Though the Obamacare data hub has experienced outages that have sometimes lasted for days since the Obamacare launch and may be vulnerable to hackers, Health and Human Services Secretary Kathleen Sebelius said on Wednesday that the data hub “has worked beautifully from start to finish.”
Sebelius made her remarks before a House Energy and Commerce Subcommittee on Health, drawing the ire of Rep. Michael Burgess (R-TX), who said he could not pay for his Obamacare plan due to HealthCare.Gov failures. He wondered how many doctors would not be paid for their services if more Americans like him cannot, because of website malfunctions, pay for their Obamacare plans before the December 23 deadline.
Furthermore, he stated that he has never seen a business make it so difficult for a consumer to purchase a product as the government has with Obamacare. Burgess also leveled the accusation that Sebelius already knew about the HealthCare.Gov problems when she testified before the House in April but chose to mislead Congress about the preparedness of the website.
In October, Rep. Mike Rogers (R-MI), the chairman of the House Intelligence Committee, noticed that the Federal Data Services Hub (Hub), which connects seven different government agencies and establishes “new access points to the sensitive personal information of the American public,” can make Americans “even more vulnerable to devastating attacks on [their] personal information, and the administration is doing too little about it.”
“Social Security numbers, employment information, birth dates, health records and tax returns are among the personal data that will be transmitted to this hub, consolidating an unprecedented amount of information,” Rogers wrote in October. “Every shred of data one would need to steal your identity or access your confidential credit information would be available at the fingertips of a skilled hacker, producing a staggering security threat.”

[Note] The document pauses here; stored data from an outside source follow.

use error_stack::Report;
use sqlx::PgConnection;
use time::OffsetDateTime;

use kernel::interface::query::{DependOnRegistrationQuery, RegistrationQuery};
use kernel::interface::update::{DependOnRegistrationModifier, RegistrationModifier};
use kernel::prelude::entity::{
    AccountId, CreatedAt, EventId, Registration, RegistrationDraft, RegistrationId,
};
use kernel::KernelError;

use crate::database::postgres::{PgTransaction, PostgresDatabase};
use crate::error::ConvertError;

pub struct PostgresRegistrationRepository;

#[async_trait::async_trait]
impl RegistrationQuery<PgTransaction> for PostgresRegistrationRepository {
    async fn find_by_id(
        &self,
        con: &mut PgTransaction,
        id: &RegistrationId,
    ) -> error_stack::Result<Option<Registration>, KernelError> {
        PgRegistrationInternal::find_by_id(con.as_conn(), id).await
    }

    async fn find_by_event(
        &self,
        con: &mut PgTransaction,
        event_id: &EventId,
    ) -> error_stack::Result<Vec<Registration>, KernelError> {
        PgRegistrationInternal::find_by_event(con.as_conn(), event_id).await
    }

    async fn find_by_event_and_attendee(
        &self,
        con: &mut PgTransaction,
        event_id: &EventId,
        attendee_id: &AccountId,
    ) -> error_stack::Result<Option<Registration>, KernelError> {
        PgRegistrationInternal::find_by_event_and_attendee(con.as_conn(), event_id, attendee_id)
            .await
    }
}

#[async_trait::async_trait]
impl RegistrationModifier<PgTransaction> for PostgresRegistrationRepository {
    async fn create_within_capacity(
        &self,
        con: &mut PgTransaction,
        draft: &RegistrationDraft,
    ) -> error_stack::Result<Option<Registration>, KernelError> {
        PgRegistrationInternal::create_within_capacity(con.as_conn(), draft).await
    }

    async fn delete(
        &self,
        con: &mut PgTransaction,
        id: &RegistrationId,
    ) -> error_stack::Result<bool, KernelError> {
        PgRegistrationInternal::delete(con.as_conn(), id).await
    }
}

impl DependOnRegistrationQuery<PgTransaction> for PostgresDatabase {
    type RegistrationQuery = PostgresRegistrationRepository;
    fn registration_query(&self) -> &Self::RegistrationQuery {
        &PostgresRegistrationRepository
    }
}

impl DependOnRegistrationModifier<PgTransaction> for PostgresDatabase {
    type RegistrationModifier = PostgresRegistrationRepository;
    fn registration_modifier(&self) -> &Self::RegistrationModifier {
        &PostgresRegistrationRepository
    }
}

#[derive(sqlx::FromRow)]
struct RegistrationRow {
    id: i64,
    event_id: i64,
    attendee_id: i64,
    registered_at: OffsetDateTime,
}

impl From<RegistrationRow> for Registration {
    fn from(value: RegistrationRow) -> Self {
        Registration::new(
            RegistrationId::new(value.id),
            EventId::new(value.event_id),
            AccountId::new(value.attendee_id),
            CreatedAt::new(value.registered_at),
        )
    }
}

pub(in crate::database) struct PgRegistrationInternal;

impl PgRegistrationInternal {
    async fn find_by_id(
        con: &mut PgConnection,
        id: &RegistrationId,
    ) -> error_stack::Result<Option<Registration>, KernelError> {
        let row = sqlx::query_as::<_, RegistrationRow>(
            // language=postgresql
            r#"
            SELECT id, event_id, attendee_id, registered_at
            FROM event_registrations
            WHERE id = $1
            "#,
        )
        .bind(id.as_ref())
        .fetch_optional(con)
        .await
        .convert_error()?;
        Ok(row.map(Registration::from))
    }

    async fn find_by_event(
        con: &mut PgConnection,
        event_id: &EventId,
    ) -> error_stack::Result<Vec<Registration>, KernelError> {
        let rows = sqlx::query_as::<_, RegistrationRow>(
            // language=postgresql
            r#"
            SELECT id, event_id, attendee_id, registered_at
            FROM event_registrations
            WHERE event_id = $1
            ORDER BY id
            "#,
        )
        .bind(event_id.as_ref())
        .fetch_all(con)
        .await
        .convert_error()?;
        Ok(rows.into_iter().map(Registration::from).collect())
    }

    async fn find_by_event_and_attendee(
        con: &mut PgConnection,
        event_id: &EventId,
        attendee_id: &AccountId,
    ) -> error_stack::Result<Option<Registration>, KernelError> {
        let row = sqlx::query_as::<_, RegistrationRow>(
            // language=postgresql
            r#"
            SELECT id, event_id, attendee_id, registered_at
            FROM event_registrations
            WHERE event_id = $1 AND attendee_id = $2
            "#,
        )
        .bind(event_id.as_ref())
        .bind(attendee_id.as_ref())
        .fetch_optional(con)
        .await
        .convert_error()?;
        Ok(row.map(Registration::from))
    }

    async fn create_within_capacity(
        con: &mut PgConnection,
        draft: &RegistrationDraft,
    ) -> error_stack::Result<Option<Registration>, KernelError> {
        // lock the event row so concurrent registrations serialize here
        let capacity: Option<i32> = sqlx::query_scalar(
            // language=postgresql
            r#"
            SELECT max_participants
            FROM events
            WHERE id = $1
            FOR UPDATE
            "#,
        )
        .bind(draft.event_id().as_ref())
        .fetch_optional(&mut *con)
        .await
        .convert_error()?;
        let Some(capacity) = capacity else {
            return Err(Report::new(KernelError::NotFound)
                .attach_printable("event to register for does not exist"));
        };

        let registered: i64 = sqlx::query_scalar(
            // language=postgresql
            r#"
            SELECT COUNT(*)
            FROM event_registrations
            WHERE event_id = $1
            "#,
        )
        .bind(draft.event_id().as_ref())
        .fetch_one(&mut *con)
        .await
        .convert_error()?;
        if registered >= i64::from(capacity) {
            return Ok(None);
        }

        let row = sqlx::query_as::<_, RegistrationRow>(
            // language=postgresql
            r#"
            INSERT INTO event_registrations (event_id, attendee_id, registered_at)
            VALUES ($1, $2, $3)
            RETURNING id, event_id, attendee_id, registered_at
            "#,
        )
        .bind(draft.event_id().as_ref())
        .bind(draft.attendee_id().as_ref())
        .bind(draft.registered_at().as_ref())
        .fetch_one(con)
        .await
        .convert_error()?;
        Ok(Some(Registration::from(row)))
    }

    async fn delete(
        con: &mut PgConnection,
        id: &RegistrationId,
    ) -> error_stack::Result<bool, KernelError> {
        let result = sqlx::query(
            // language=postgresql
            r#"
            DELETE FROM event_registrations
            WHERE id = $1
            "#,
        )
        .bind(id.as_ref())
        .execute(con)
        .await
        .convert_error()?;
        Ok(result.rows_affected() == 1)
    }
}

#[cfg(test)]
mod test {
    use kernel::interface::database::{DatabaseConnection, Transaction};
    use kernel::interface::update::{
        AccountModifier, EventModifier, GameModifier, RegistrationModifier,
    };
    use kernel::prelude::entity::{
        AccountDraft, AccountName, AccountRole, CreatedAt, EventCapacity, EventDescription,
        EventDraft, EventLocation, EventTitle, GameDraft, GameTitle, HeldAt, RegistrationDraft,
    };
    use kernel::KernelError;
    use time::macros::datetime;

    use crate::database::postgres::{
        PostgresAccountRepository, PostgresDatabase, PostgresEventRepository,
        PostgresGameRepository, PostgresRegistrationRepository,
    };

    #[test_with::env(POSTGRES_TEST)]
    #[tokio::test]
    async fn test() -> error_stack::Result<(), KernelError> {
        let db = PostgresDatabase::new().await?;

        let mut con = db.transact().await?;
        let host = PostgresAccountRepository
            .create(
                &mut con,
                &AccountDraft::new(
                    AccountName::new(format!("host-{}", rand::random::<u32>())),
                    AccountRole::GameOwner,
                ),
            )
            .await?;
        let first = PostgresAccountRepository
            .create(
                &mut con,
                &AccountDraft::new(
                    AccountName::new(format!("first-{}", rand::random::<u32>())),
                    AccountRole::User,
                ),
            )
            .await?;
        let second = PostgresAccountRepository
            .create(
                &mut con,
                &AccountDraft::new(
                    AccountName::new(format!("second-{}", rand::random::<u32>())),
                    AccountRole::User,
                ),
            )
            .await?;
        let game = PostgresGameRepository
            .create(
                &mut con,
                &GameDraft::new(GameTitle::new("Cascadia"), host.id().clone()),
            )
            .await?;
        let event = PostgresEventRepository
            .create(
                &mut con,
                &EventDraft::new(
                    EventTitle::new("Tile-laying night"),
                    HeldAt::new(datetime!(2024-03-01 18:00 UTC)),
                    EventLocation::new("Community hall"),
                    EventDescription::new("Casual round, newcomers welcome"),
                    EventCapacity::new(1)?,
                    host.id().clone(),
                    game.id().clone(),
                ),
            )
            .await?;

        let seat = PostgresRegistrationRepository
            .create_within_capacity(
                &mut con,
                &RegistrationDraft::new(
                    event.id().clone(),
                    first.id().clone(),
                    CreatedAt::new(datetime!(2024-02-01 09:00 UTC)),
                ),
            )
            .await?
            .expect("first registration must fit");

        // the capacity guard refuses the second seat without writing
        let full = PostgresRegistrationRepository
            .create_within_capacity(
                &mut con,
                &RegistrationDraft::new(
                    event.id().clone(),
                    second.id().clone(),
                    CreatedAt::new(datetime!(2024-02-01 10:00 UTC)),
                ),
            )
            .await?;
        assert!(full.is_none());

        // freeing the seat lets the other attendee in
        let freed = PostgresRegistrationRepository.delete(&mut con, seat.id()).await?;
        assert!(freed);
        let taken = PostgresRegistrationRepository
            .create_within_capacity(
                &mut con,
                &RegistrationDraft::new(
                    event.id().clone(),
                    second.id().clone(),
                    CreatedAt::new(datetime!(2024-02-01 11:00 UTC)),
                ),
            )
            .await?;
        assert!(taken.is_some());
        con.roll_back().await?;
        Ok(())
    }
}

Rogers also noted that the “Office of the Inspector General (OIG) flagged several critical tasks that remained to be completed in their most recent report in August, creating real concerns that the Hub had not been properly tested before it went live on October 1.” He mentioned, too, that “within the first few days of operation, thousands of Social Security numbers were accidentally emailed to an insurance broker,” while “exchanges immediately began experiencing technical difficulties as enrollment began and information technology experts have pointed to the hastily constructed software design as a leading cause.”
A “white-hat” hacker, David Kennedy, who tests the vulnerability of various websites, added to the credibility of a security threat. He recently told Fox News that the data hub was vulnerable to hackers.
“The data hub actually access a kind of intermediary conduit to pull that information from different areas. If the hacker can get control of that, they can get access to other databases and potentially expose other government agencies as well,” he said. “Scott White, who is a researcher for us as well as myself, did a lot of analysis on the website itself and found that you can basically hack the website, get access of it, and start to take key components of the web site itself, as well as extract a lot of sensitive information about people who have registered for it.”